Several months ago, I was made aware of a concern regarding identifying the software solution credit unions use in the “Credit Union Online Profile” section of the NCUA website. The concern included worry that hackers or former employees of the software vendors could use their knowledge of the particular system weaknesses to compromise the credit union’s system. The agency looked at the issue extensively and decided to make an important change to publicly available credit union information.
Beginning with the June 30, 2010 Call Report cycle, we removed vendor names from the public view in Credit Union Online and the 5300 Call Report Quarterly Data Files. Similarly, effective in the near future, this vendor information will no longer be available to query from the NCUA website.
Freedom of Information Act (FOIA) requests for vendor data will be denied. The information security threat landscape has changed significantly in recent years. Further, new threats continue to emerge at an alarming rate. Hacking techniques are becoming increasingly sophisticated and their damage more devastating. The financial services industry has been a target in this escalating threat environment.

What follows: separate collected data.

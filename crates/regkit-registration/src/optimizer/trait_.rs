//! Optimizer trait for parameter optimization.
//!
//! Optimizers minimize a [`CostFunction`] over a flat parameter vector. They
//! never touch transforms directly: the cost function turns a parameter
//! vector into a candidate transform, so the caller's template transform is
//! never modified.

use std::fmt;

use crate::error::{RegistrationError, Result};
use crate::progress::ProgressTracker;

/// Objective minimized by an [`Optimizer`].
pub trait CostFunction {
    /// Length of the parameter vector.
    fn num_parameters(&self) -> usize;

    /// Cost value and gradient at `parameters`.
    fn evaluate(&mut self, parameters: &[f64]) -> Result<(f64, Vec<f64>)>;

    /// Called by optimizers once an iteration has been accepted.
    ///
    /// Returns `true` when the objective itself changed (for example a new
    /// sample set was drawn), so values cached by the optimizer are stale.
    fn next_iteration(&mut self) -> bool {
        false
    }
}

/// Why an optimizer stopped.
#[derive(Debug, Clone, Copy, PartialEq, Eq)]
pub enum StopReason {
    /// The windowed convergence value fell below its threshold.
    Converged,
    /// The projected gradient fell below its tolerance.
    GradientTolerance,
    /// The relative cost reduction fell below `factr * machine epsilon`.
    CostReduction,
    /// The iteration budget was exhausted.
    MaximumIterations,
    /// The cost evaluation budget was exhausted.
    MaximumEvaluations,
    /// No step along the search direction decreased the cost.
    LineSearchFailed,
    /// A step mapped every sample outside the moving image.
    NoOverlap,
    /// A step produced a non-finite cost or gradient.
    Diverged,
}

impl StopReason {
    /// Whether the optimizer reached one of its convergence criteria.
    pub fn is_converged(&self) -> bool {
        matches!(self, Self::Converged | Self::GradientTolerance | Self::CostReduction)
    }

    /// Stop reason for a failed trial evaluation the run can end on, keeping
    /// its best parameters. `None` for errors that must abort the run.
    pub(crate) fn from_trial_error(error: &RegistrationError) -> Option<Self> {
        match error {
            RegistrationError::Metric(_) => Some(Self::NoOverlap),
            RegistrationError::NumericalInstability(_) => Some(Self::Diverged),
            _ => None,
        }
    }
}

impl fmt::Display for StopReason {
    fn fmt(&self, f: &mut fmt::Formatter<'_>) -> fmt::Result {
        let text = match self {
            Self::Converged => "convergence value below minimum",
            Self::GradientTolerance => "projected gradient below tolerance",
            Self::CostReduction => "relative cost reduction below factor",
            Self::MaximumIterations => "maximum number of iterations reached",
            Self::MaximumEvaluations => "maximum number of cost evaluations reached",
            Self::LineSearchFailed => "line search failed to decrease the cost",
            Self::NoOverlap => "step left no overlap with the moving image",
            Self::Diverged => "cost or gradient became non-finite",
        };
        f.write_str(text)
    }
}

/// Outcome of a minimization.
#[derive(Debug, Clone, PartialEq)]
pub struct OptimizationReport {
    /// Parameters with the lowest cost seen.
    pub parameters: Vec<f64>,
    /// Cost at the initial parameters.
    pub initial_value: f64,
    /// Cost at `parameters`.
    pub final_value: f64,
    pub stop_reason: StopReason,
    /// Completed iterations.
    pub iterations: usize,
    /// Cost function evaluations, including the initial one.
    pub evaluations: usize,
}

/// Optimizer trait.
pub trait Optimizer {
    /// Minimize `cost` starting from `initial`.
    ///
    /// Failing to converge is not an error; see
    /// [`OptimizationReport::stop_reason`].
    fn minimize<C: CostFunction>(
        &self,
        cost: &mut C,
        initial: &[f64],
        progress: &ProgressTracker,
    ) -> Result<OptimizationReport>;

    /// Get the name of this optimizer.
    fn name(&self) -> &'static str;
}

/// Lowest cost seen during a run.
#[derive(Debug, Clone)]
pub(crate) struct BestSoFar {
    pub parameters: Vec<f64>,
    pub value: f64,
}

impl BestSoFar {
    pub fn new(parameters: &[f64], value: f64) -> Self {
        Self {
            parameters: parameters.to_vec(),
            value,
        }
    }

    pub fn offer(&mut self, parameters: &[f64], value: f64) {
        if value < self.value {
            self.value = value;
            self.parameters.clear();
            self.parameters.extend_from_slice(parameters);
        }
    }
}


#[cfg(test)]
mod tests {
    use super::*;

    #[test]
    fn test_stop_reason_convergence() {
        assert!(StopReason::Converged.is_converged());
        assert!(StopReason::GradientTolerance.is_converged());
        assert!(!StopReason::MaximumIterations.is_converged());
        assert!(!StopReason::LineSearchFailed.is_converged());
        assert_eq!(
            StopReason::MaximumIterations.to_string(),
            "maximum number of iterations reached"
        );
    }

    #[test]
    fn test_trial_errors_map_to_stop_reasons() {
        assert_eq!(
            StopReason::from_trial_error(&RegistrationError::metric("no samples")),
            Some(StopReason::NoOverlap)
        );
        assert_eq!(
            StopReason::from_trial_error(&RegistrationError::numerical_instability("nan")),
            Some(StopReason::Diverged)
        );
        assert_eq!(
            StopReason::from_trial_error(&RegistrationError::invalid_configuration("bad")),
            None
        );
        assert!(!StopReason::NoOverlap.is_converged());
    }

    #[test]
    fn test_best_so_far_keeps_minimum() {
        let mut best = BestSoFar::new(&[0.0], 5.0);
        best.offer(&[1.0], 3.0);
        best.offer(&[2.0], 4.0);
        assert_eq!(best.value, 3.0);
        assert_eq!(best.parameters, vec![1.0]);
    }
}
//! Bridge between flat-parameter optimizers and autodiff metrics.

use burn::tensor::backend::AutodiffBackend;
use regkit_core::transform::parameter_tensor;
use regkit_core::{Image, ParametricTransform};

use crate::error::Result;
use crate::metric::{FixedSamples, Metric};
use crate::optimizer::CostFunction;
use crate::sampling::MetricSampler;

/// Metric value of a template transform as a function of its parameters.
///
/// Each evaluation builds a candidate transform from the parameter vector,
/// evaluates the metric on the reference samples and backpropagates to get
/// the gradient. The template itself is never modified.
pub struct RegistrationCost<'a, B, T, M, const D: usize>
where
    B: AutodiffBackend,
    T: ParametricTransform<B, D>,
    M: Metric<B, D>,
{
    reference: &'a Image<B, D>,
    moving: &'a Image<B, D>,
    template: &'a T,
    metric: &'a M,
    sampler: MetricSampler,
    fixed: FixedSamples<B>,
    evaluations: usize,
    last_valid_samples: usize,
}

impl<'a, B, T, M, const D: usize> RegistrationCost<'a, B, T, M, D>
where
    B: AutodiffBackend,
    T: ParametricTransform<B, D>,
    M: Metric<B, D>,
{
    /// Draws the first sample set from `sampler`.
    pub fn new(
        reference: &'a Image<B, D>,
        moving: &'a Image<B, D>,
        template: &'a T,
        metric: &'a M,
        mut sampler: MetricSampler,
    ) -> Self {
        let fixed = FixedSamples::from_image(reference, &sampler.draw());
        Self {
            reference,
            moving,
            template,
            metric,
            sampler,
            fixed,
            evaluations: 0,
            last_valid_samples: 0,
        }
    }

    /// Number of reference samples per evaluation.
    pub fn num_samples(&self) -> usize {
        self.fixed.len()
    }

    /// Samples that mapped inside the moving image at the last evaluation.
    pub fn last_valid_samples(&self) -> usize {
        self.last_valid_samples
    }

    pub fn evaluations(&self) -> usize {
        self.evaluations
    }
}

impl<B, T, M, const D: usize> CostFunction for RegistrationCost<'_, B, T, M, D>
where
    B: AutodiffBackend,
    T: ParametricTransform<B, D>,
    M: Metric<B, D>,
{
    fn num_parameters(&self) -> usize {
        self.template.num_parameters()
    }

    fn evaluate(&mut self, parameters: &[f64]) -> Result<(f64, Vec<f64>)> {
        self.evaluations += 1;

        let device = self.reference.device();
        let tensor = parameter_tensor::<B>(parameters, &device).require_grad();
        let candidate = self.template.with_parameters(tensor.clone());

        let evaluation = self.metric.evaluate(&self.fixed, self.moving, &candidate)?;
        self.last_valid_samples = evaluation.valid_samples;
        let value = evaluation.value_f64();

        let grads = evaluation.value.backward();
        let gradient = match tensor.grad(&grads) {
            Some(grad) => grad.into_data().iter::<f64>().collect(),
            None => vec![0.0; parameters.len()],
        };
        Ok((value, gradient))
    }

    fn next_iteration(&mut self) -> bool {
        if !self.sampler.resample_each_iteration() {
            return false;
        }
        self.fixed = FixedSamples::from_image(self.reference, &self.sampler.draw());
        true
    }
}

#[cfg(test)]
mod tests {
    use super::*;
    use burn::backend::Autodiff;
    use burn_ndarray::NdArray;
    use regkit_core::{AffineTransform, ImageGeometry};

    use crate::config::SamplingConfig;
    use crate::metric::MeanSquares;

    type B = Autodiff<NdArray<f32>>;

    fn ramp(offset: f32) -> Image<B, 2> {
        let device = Default::default();
        let values: Vec<f32> = (0..12 * 12)
            .map(|i| ((i % 12) as f32 + offset) * 2.0 + (i / 12) as f32)
            .collect();
        Image::from_pixels(&values, &ImageGeometry::with_size([12, 12]), &device).unwrap()
    }

    #[test]
    fn test_cost_value_and_gradient() {
        let device = Default::default();
        let reference = ramp(0.0);
        let moving = ramp(0.0);
        let template = AffineTransform::<B, 2>::identity(reference.physical_center(), &device);
        let metric = MeanSquares::new();
        let sampler =
            MetricSampler::new::<B, 2>(reference.geometry(), None, &SamplingConfig::new().with_percentage(1.0))
                .unwrap();
        let mut cost = RegistrationCost::new(&reference, &moving, &template, &metric, sampler);

        assert_eq!(cost.num_parameters(), 6);
        assert_eq!(cost.num_samples(), 144);

        let identity = template.parameter_values();
        let (value, gradient) = cost.evaluate(&identity).unwrap();
        assert!(value.abs() < 1e-6);
        assert_eq!(gradient.len(), 6);
        assert!(gradient.iter().all(|g| g.abs() < 1e-3));

        // Shifting by +0.5 in x raises every moving sample by 1.
        let mut shifted = identity.clone();
        shifted[4] = 0.5;
        let (value, gradient) = cost.evaluate(&shifted).unwrap();
        assert!(value > 0.5);
        assert!(gradient[4] > 0.0);
        assert!(cost.last_valid_samples() < 144);
        assert_eq!(cost.evaluations(), 2);

        // Template untouched.
        assert_eq!(template.parameter_values(), identity);
    }

    #[test]
    fn test_samples_change_only_between_iterations() {
        let device = Default::default();
        let reference = ramp(0.0);
        let pattern: Vec<f32> = (0..12 * 12).map(|i| ((i * 7) % 13) as f32).collect();
        let moving = Image::<B, 2>::from_pixels(&pattern, &ImageGeometry::with_size([12, 12]), &device).unwrap();
        let template = AffineTransform::<B, 2>::identity(reference.physical_center(), &device);
        let metric = MeanSquares::new();
        let config = SamplingConfig::new().with_percentage(0.2).with_resample_each_iteration(true);
        let sampler = MetricSampler::new::<B, 2>(reference.geometry(), None, &config).unwrap();
        let mut cost = RegistrationCost::new(&reference, &moving, &template, &metric, sampler);

        let mut shifted = template.parameter_values();
        shifted[4] = 0.25;
        let (first, _) = cost.evaluate(&shifted).unwrap();
        let (second, _) = cost.evaluate(&shifted).unwrap();
        assert_eq!(first, second);

        assert!(cost.next_iteration());
        let values: Vec<f64> = (0..4)
            .map(|_| {
                cost.next_iteration();
                cost.evaluate(&shifted).unwrap().0
            })
            .collect();
        assert!(values.iter().any(|&v| v != first), "{:?}", values);
    }

    #[test]
    fn test_fixed_samples_never_redrawn() {
        let device = Default::default();
        let reference = ramp(0.0);
        let template = AffineTransform::<B, 2>::identity(reference.physical_center(), &device);
        let metric = MeanSquares::new();
        let sampler =
            MetricSampler::new::<B, 2>(reference.geometry(), None, &SamplingConfig::new().with_percentage(0.2))
                .unwrap();
        let mut cost = RegistrationCost::new(&reference, &reference, &template, &metric, sampler);
        assert!(!cost.next_iteration());
    }
}
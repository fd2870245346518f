//! Histogram computation utilities for Mutual Information metrics.
//!
//! Differentiable soft histogramming using Gaussian Parzen windows.

use burn::tensor::backend::Backend;
use burn::tensor::{Int, Tensor};
use regkit_core::filter::CHUNK_SIZE;

const EPSILON: f64 = 1e-10;

/// Joint histogram calculator using Parzen windowing.
#[derive(Clone, Debug, PartialEq)]
pub struct ParzenJointHistogram {
    /// Number of histogram bins per axis
    pub num_bins: usize,
    /// Parzen window sigma, in bins
    pub parzen_sigma: f64,
}

/// Intensity interval mapped onto the bins of one histogram axis.
#[derive(Clone, Copy, Debug, PartialEq)]
pub struct IntensityRange {
    pub min: f64,
    pub max: f64,
}

impl IntensityRange {
    pub fn new(min: f64, max: f64) -> Self {
        Self { min, max }
    }

    /// Width of the interval; constant images get a unit span.
    fn span(&self) -> f64 {
        let span = self.max - self.min;
        if span > EPSILON {
            span
        } else {
            1.0
        }
    }
}

impl ParzenJointHistogram {
    /// Create a new Parzen joint histogram calculator.
    pub fn new(num_bins: usize, parzen_sigma: f64) -> Self {
        Self { num_bins, parzen_sigma }
    }

    /// Map intensities to continuous bin coordinates in `[0, num_bins - 1]`.
    pub fn bin_coordinates<B: Backend>(&self, values: Tensor<B, 1>, range: IntensityRange) -> Tensor<B, 1> {
        let last = (self.num_bins - 1) as f64;
        values
            .sub_scalar(range.min)
            .div_scalar(range.span())
            .mul_scalar(last)
            .clamp(0.0, last)
    }

    /// Gaussian window weights `[N, Bins]`:
    /// W[i, b] = exp(-0.5 * ((c[i] - b) / sigma)^2)
    fn window_weights<B: Backend>(&self, coordinates: Tensor<B, 1>) -> Tensor<B, 2> {
        let device = coordinates.device();
        let [n] = coordinates.dims();
        let bins = Tensor::<B, 1, Int>::arange(0..self.num_bins as i64, &device)
            .float()
            .reshape([1, self.num_bins]);
        let sigma_sq = self.parzen_sigma * self.parzen_sigma;

        let diff = coordinates.reshape([n, 1]) - bins;
        (diff.powf_scalar(2.0) * (-0.5 / sigma_sq)).exp()
    }

    /// Soft joint histogram `[Bins, Bins]` of bin coordinates.
    ///
    /// `weights` scales each sample's contribution (0 drops the sample).
    /// Rows index fixed bins, columns moving bins.
    pub fn joint_histogram<B: Backend>(
        &self,
        fixed: Tensor<B, 1>,
        moving: Tensor<B, 1>,
        weights: Tensor<B, 1>,
    ) -> Tensor<B, 2> {
        let device = fixed.device();
        let [n] = fixed.dims();

        let mut joint = Tensor::<B, 2>::zeros([self.num_bins, self.num_bins], &device);
        let mut start = 0;
        while start < n {
            let end = usize::min(start + CHUNK_SIZE, n);
            let len = end - start;

            let w_fixed = self.window_weights(fixed.clone().slice([start..end]))
                * weights.clone().slice([start..end]).reshape([len, 1]);
            let w_moving = self.window_weights(moving.clone().slice([start..end]));

            joint = joint + w_fixed.transpose().matmul(w_moving);
            start = end;
        }
        joint
    }

    /// Negative mutual information of a joint histogram.
    ///
    /// MI = H(F) + H(M) - H(F, M), with the marginals taken from the joint
    /// distribution.
    pub fn negative_mutual_information<B: Backend>(&self, joint: Tensor<B, 2>) -> Tensor<B, 1> {
        let total = joint.clone().sum().add_scalar(EPSILON).reshape([1, 1]);
        let p_joint = joint / total;
        let p_fixed = p_joint.clone().sum_dim(1);
        let p_moving = p_joint.clone().sum_dim(0);

        let h_joint = Self::entropy(p_joint);
        let h_fixed = Self::entropy(p_fixed);
        let h_moving = Self::entropy(p_moving);

        h_joint - h_fixed - h_moving
    }

    /// Shannon entropy of a distribution.
    pub fn entropy<B: Backend>(p: Tensor<B, 2>) -> Tensor<B, 1> {
        let log_p = p.clone().add_scalar(EPSILON).log();
        (p * log_p).sum().neg()
    }
}

#[cfg(test)]
mod tests {
    use super::*;
    use burn::tensor::ElementConversion;
    use burn_ndarray::NdArray;

    type B = NdArray<f32>;

    fn scalar(t: Tensor<B, 1>) -> f64 {
        t.into_scalar().elem::<f64>()
    }

    #[test]
    fn test_bin_coordinates() {
        let device = Default::default();
        let histogram = ParzenJointHistogram::new(11, 1.0);
        let values = Tensor::<B, 1>::from_floats([0.0, 50.0, 100.0, 150.0], &device);
        let coords: Vec<f32> = histogram
            .bin_coordinates(values, IntensityRange::new(0.0, 100.0))
            .into_data()
            .iter::<f32>()
            .collect();
        assert_eq!(coords, vec![0.0, 5.0, 10.0, 10.0]);
    }

    #[test]
    fn test_joint_histogram_mass_and_weights() {
        let device = Default::default();
        let histogram = ParzenJointHistogram::new(8, 0.5);
        let fixed = Tensor::<B, 1>::from_floats([1.0, 3.0, 5.0], &device);
        let moving = Tensor::<B, 1>::from_floats([1.0, 3.0, 5.0], &device);

        let full = histogram.joint_histogram(fixed.clone(), moving.clone(), Tensor::ones([3], &device));
        let dropped = histogram.joint_histogram(fixed, moving, Tensor::from_floats([1.0, 1.0, 0.0], &device));

        let full_mass = full.sum().into_scalar().elem::<f64>();
        let dropped_mass = dropped.sum().into_scalar().elem::<f64>();
        assert!((dropped_mass / full_mass - 2.0 / 3.0).abs() < 1e-3);
    }

    #[test]
    fn test_mutual_information_prefers_dependence() {
        let device = Default::default();
        let histogram = ParzenJointHistogram::new(16, 0.5);
        let n = 256;
        let fixed: Vec<f32> = (0..n).map(|i| (i % 16) as f32).collect();
        let related: Vec<f32> = fixed.iter().map(|v| 15.0 - v).collect();
        let unrelated: Vec<f32> = (0..n).map(|i| ((i / 16) % 16) as f32).collect();

        let f = Tensor::<B, 1>::from_floats(fixed.as_slice(), &device);
        let ones = Tensor::<B, 1>::ones([n], &device);
        let mi_related = histogram.negative_mutual_information(histogram.joint_histogram(
            f.clone(),
            Tensor::from_floats(related.as_slice(), &device),
            ones.clone(),
        ));
        let mi_unrelated = histogram.negative_mutual_information(histogram.joint_histogram(
            f,
            Tensor::from_floats(unrelated.as_slice(), &device),
            ones,
        ));

        // Lower (more negative) loss means more shared information.
        assert!(scalar(mi_related) < scalar(mi_unrelated) - 0.5);
    }
}
//! Dimension-erased registration.
//!
//! Callers that only learn the dimensionality at runtime (e.g. after reading
//! a file) wrap images in [`AnyImage`] and persist transforms as
//! [`TransformRecord`]s.

use burn::tensor::backend::{AutodiffBackend, Backend};
use regkit_core::{AffineTransform, BSplineTransform, Image, ParametricTransform, TransformKind, TransformRecord};

use crate::config::{AffineRegistrationConfig, DeformableRegistrationConfig, RegistrationOptions};
use crate::error::{RegistrationError, Result};
use crate::registration::{apply_affine, apply_deformation, estimate_affine, estimate_deformation, RegistrationOutcome};

/// A 2D or 3D image.
#[derive(Debug, Clone)]
pub enum AnyImage<B: Backend> {
    Two(Image<B, 2>),
    Three(Image<B, 3>),
}

impl<B: Backend> AnyImage<B> {
    pub fn dimension(&self) -> usize {
        match self {
            Self::Two(_) => 2,
            Self::Three(_) => 3,
        }
    }

    pub fn as_2d(&self) -> Option<&Image<B, 2>> {
        match self {
            Self::Two(image) => Some(image),
            Self::Three(_) => None,
        }
    }

    pub fn as_3d(&self) -> Option<&Image<B, 3>> {
        match self {
            Self::Three(image) => Some(image),
            Self::Two(_) => None,
        }
    }
}

impl<B: Backend> From<Image<B, 2>> for AnyImage<B> {
    fn from(image: Image<B, 2>) -> Self {
        Self::Two(image)
    }
}

impl<B: Backend> From<Image<B, 3>> for AnyImage<B> {
    fn from(image: Image<B, 3>) -> Self {
        Self::Three(image)
    }
}

fn dimension_mismatch(what: &str, expected: usize, actual: usize) -> RegistrationError {
    RegistrationError::invalid_input(format!(
        "{} is {}D but the reference image is {}D",
        what, actual, expected
    ))
}

/// Pick the mask variant matching `D`.
fn mask_2d<B: Backend>(mask: Option<&AnyImage<B>>) -> Result<Option<&Image<B, 2>>> {
    mask.map(|mask| mask.as_2d().ok_or_else(|| dimension_mismatch("mask", 2, mask.dimension())))
        .transpose()
}

fn mask_3d<B: Backend>(mask: Option<&AnyImage<B>>) -> Result<Option<&Image<B, 3>>> {
    mask.map(|mask| mask.as_3d().ok_or_else(|| dimension_mismatch("mask", 3, mask.dimension())))
        .transpose()
}

/// [`estimate_affine`] for images of either dimensionality.
pub fn estimate_affine_any<B: AutodiffBackend>(
    reference: &AnyImage<B>,
    moving: &AnyImage<B>,
    mask: Option<&AnyImage<B>>,
    config: &AffineRegistrationConfig,
    options: &RegistrationOptions,
) -> Result<RegistrationOutcome<TransformRecord>> {
    match (reference, moving) {
        (AnyImage::Two(reference), AnyImage::Two(moving)) => {
            let outcome = estimate_affine(reference, moving, mask_2d(mask)?, config, options)?;
            Ok(outcome.map(|transform| transform.to_record()))
        }
        (AnyImage::Three(reference), AnyImage::Three(moving)) => {
            let outcome = estimate_affine(reference, moving, mask_3d(mask)?, config, options)?;
            Ok(outcome.map(|transform| transform.to_record()))
        }
        _ => Err(dimension_mismatch("moving image", reference.dimension(), moving.dimension())),
    }
}

/// [`estimate_deformation`] for images of either dimensionality.
pub fn estimate_deformation_any<B: AutodiffBackend>(
    reference: &AnyImage<B>,
    moving: &AnyImage<B>,
    mask: Option<&AnyImage<B>>,
    config: &DeformableRegistrationConfig,
    options: &RegistrationOptions,
) -> Result<RegistrationOutcome<TransformRecord>> {
    match (reference, moving) {
        (AnyImage::Two(reference), AnyImage::Two(moving)) => {
            let outcome = estimate_deformation(reference, moving, mask_2d(mask)?, config, options)?;
            Ok(outcome.map(|transform| transform.to_record()))
        }
        (AnyImage::Three(reference), AnyImage::Three(moving)) => {
            let outcome = estimate_deformation(reference, moving, mask_3d(mask)?, config, options)?;
            Ok(outcome.map(|transform| transform.to_record()))
        }
        _ => Err(dimension_mismatch("moving image", reference.dimension(), moving.dimension())),
    }
}

/// Resample `image` onto its own grid through a persisted transform of
/// either kind.
pub fn apply_any<B: Backend>(image: &AnyImage<B>, record: &TransformRecord) -> Result<AnyImage<B>> {
    if record.dimension != image.dimension() {
        return Err(RegistrationError::invalid_input(format!(
            "{}D transform cannot be applied to a {}D image",
            record.dimension,
            image.dimension()
        )));
    }
    match image {
        AnyImage::Two(image) => apply_record(image, record).map(AnyImage::Two),
        AnyImage::Three(image) => apply_record(image, record).map(AnyImage::Three),
    }
}

fn apply_record<B: Backend, const D: usize>(image: &Image<B, D>, record: &TransformRecord) -> Result<Image<B, D>> {
    let device = image.device();
    match record.kind {
        TransformKind::Affine => {
            let transform = AffineTransform::<B, D>::from_record(record, &device)?;
            Ok(apply_affine(image, &transform))
        }
        TransformKind::BSpline => {
            let transform = BSplineTransform::<B, D>::from_record(record, &device)?;
            Ok(apply_deformation(image, &transform))
        }
    }
}

#[cfg(test)]
mod tests {
    use super::*;
    use burn::backend::Autodiff;
    use burn_ndarray::NdArray;
    use regkit_core::{ImageGeometry, Point};

    type B = Autodiff<NdArray<f32>>;

    fn image_2d() -> AnyImage<B> {
        let device = Default::default();
        let pixels: Vec<f32> = (0..64).map(|i| i as f32).collect();
        Image::<B, 2>::from_pixels(&pixels, &ImageGeometry::with_size([8, 8]), &device)
            .unwrap()
            .into()
    }

    fn image_3d() -> AnyImage<B> {
        let device = Default::default();
        let pixels: Vec<f32> = (0..64).map(|i| i as f32).collect();
        Image::<B, 3>::from_pixels(&pixels, &ImageGeometry::with_size([4, 4, 4]), &device)
            .unwrap()
            .into()
    }

    #[test]
    fn test_dimension_mismatch_is_invalid_input() {
        let result = estimate_affine_any(
            &image_2d(),
            &image_3d(),
            None,
            &AffineRegistrationConfig::new(),
            &RegistrationOptions::new(),
        );
        assert!(matches!(result, Err(RegistrationError::InvalidInput(_))));

        let result = estimate_deformation_any(
            &image_3d(),
            &image_3d(),
            Some(&image_2d()),
            &DeformableRegistrationConfig::new(),
            &RegistrationOptions::new(),
        );
        assert!(matches!(result, Err(RegistrationError::InvalidInput(_))));
    }

    #[test]
    fn test_apply_record_of_wrong_dimension() {
        let device = Default::default();
        let transform = AffineTransform::<B, 3>::identity(Point::origin(), &device);
        let result = apply_any(&image_2d(), &transform.to_record());
        assert!(matches!(result, Err(RegistrationError::InvalidInput(_))));
    }

    #[test]
    fn test_apply_identity_record() {
        let device = Default::default();
        let image = image_2d();
        let transform = AffineTransform::<B, 2>::identity(Point::origin(), &device);
        let output = apply_any(&image, &transform.to_record()).unwrap();

        let (Some(output), Some(input)) = (output.as_2d(), image.as_2d()) else {
            panic!("expected 2D images");
        };
        for (a, b) in output.to_vec().iter().zip(input.to_vec()) {
            assert!((a - b).abs() < 1e-4);
        }
    }
}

Restricting vendor information will reduce the exposure of credit unions’ operational and member information to external security risks. NCUA will continue to collect vendor names through Credit Union Online, as they provide useful information in case of a disaster, such as Hurricane Katrina; when a vendor failure appears likely; and as a measure of potential systemic risk, present when one or a few vendors dominate the market for credit union data processing systems.
Credit unions wishing to perform due diligence over current or prospective vendors may be able to obtain existing customer contact information from the vendors themselves.